The National Reconnaissance Office (NRO) is the country’s main intelligence agency for building and operating its satellites, and also falls under the Department of Defense’s purview, since its inception in 1961.

According to the FAS, the NRO has released it’s the unclassified sections of its “budget justification documents” under past Freedom of Information Act (FOIA) requests since 2006, but last month issued a letter stating those documents now fall under the jurisdiction of an executive order issued by now former President Barack Obama in Dec. 2009.

The NRO did not respond to a request for comment from International Business Times.

Director of the FAS’s Project on Government Secrecy, Steven Aftergood, filed an FOIA request in March 2015 for a copy of the NRO’s Congressional Budget Justification Book for Fiscal Year 2016. The NRO’s letter, sent on Jan. 23, said his request was processed and denied under several sections of Obama’s order 13526. Aftergood also wrote the blog post.

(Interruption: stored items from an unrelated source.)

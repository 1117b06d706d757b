//! Scraped news articles and sentiment labels.

use chrono::{DateTime, Utc};
use serde::{Deserialize, Serialize};
use std::fmt;

/// Sentiment label attached to an article summary.
#[derive(Debug, Clone, Copy, PartialEq, Eq, Hash, Serialize, Deserialize, Default)]
#[serde(rename_all = "snake_case")]
pub enum Sentiment {
    Positive,
    Negative,
    #[default]
    Neutral,
}

impl fmt::Display for Sentiment {
    fn fmt(&self, f: &mut fmt::Formatter<'_>) -> fmt::Result {
        let s = match self {
            Sentiment::Positive => "Positive",
            Sentiment::Negative => "Negative",
            Sentiment::Neutral => "Neutral",
        };
        write!(f, "{}", s)
    }
}

/// One scraped news article, as returned by a news source.
#[derive(Debug, Clone, Serialize, Deserialize)]
pub struct Article {
    /// Headline.
    pub title: String,
    /// Short summary used for narration and classification.
    pub summary: String,
    /// Link to the full article.
    pub link: String,
    /// Detected topic labels (never empty; "General" when nothing matched).
    #[serde(default)]
    pub topics: Vec<String>,
    /// Sentiment of the summary.
    #[serde(default)]
    pub sentiment: Sentiment,
    /// When the article was fetched.
    #[serde(default = "Utc::now")]
    pub fetched_at: DateTime<Utc>,
}

impl Article {
    /// Create an article with a neutral sentiment and no topics.
    pub fn new(
        title: impl Into<String>,
        summary: impl Into<String>,
        link: impl Into<String>,
    ) -> Self {
        Self {
            title: title.into(),
            summary: summary.into(),
            link: link.into(),
            topics: Vec::new(),
            sentiment: Sentiment::Neutral,
            fetched_at: Utc::now(),
        }
    }

    /// Whether the article carries a usable summary.
    pub fn has_summary(&self) -> bool {
        !self.summary.trim().is_empty()
    }
}

#[cfg(test)]
mod tests {
    use super::*;

    #[test]
    fn test_sentiment_display() {
        assert_eq!(Sentiment::Positive.to_string(), "Positive");
        assert_eq!(Sentiment::default(), Sentiment::Neutral);
    }

    #[test]
    fn test_article_summary_check() {
        let mut article = Article::new("Title", "A summary.", "https://example.com/a");
        assert!(article.has_summary());
        article.summary = "  ".to_string();
        assert!(!article.has_summary());
    }

    #[test]
    fn test_article_serde_defaults() {
        let json = r#"{"title":"T","summary":"S","link":"L"}"#;
        let article: Article = serde_json::from_str(json).unwrap();
        assert!(article.topics.is_empty());
        assert_eq!(article.sentiment, Sentiment::Neutral);
    }
}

The section in question is called “Classification Categories," with Obama’s order stating: “ Information shall not be considered for classification unless its unauthorized disclosure could reasonably be expected to cause identifiable or describable damage to the national security in accordance with section 1.2 of this order, and it pertains to one or more of the following: 

"Those conditions include intelligence activities (including covert action), intelligence sources or methods, or cryptology; scientific, technological, or economic matters relating to national security; vulnerabilities or capabilities of systems, installations, infrastructures, projects, plans, or protection services relating to the national security."

The letter also cited Section 1.7 (e) of the order that reads: “Compilations of items of information that are individually unclassified may be classified if the compiled information reveals an additional association or relationship that: (1) meets the standards for classification under this order; and (2) is not otherwise revealed in the individual items of information.”

The FAS considers the NRO’s denial a “misreading” of the aforementioned section and filed an administrative appeal Wednesday.

There are 1,419 satellites orbiting the Earth as of June 30 of last year, according to the Union of Concern Scientists. The U.S. has 576 satellites - compared to Russia’s 140 and China’s 181 – and 286 of those are for commercial use. However, the U.S. government and military control a combined 278 satellites.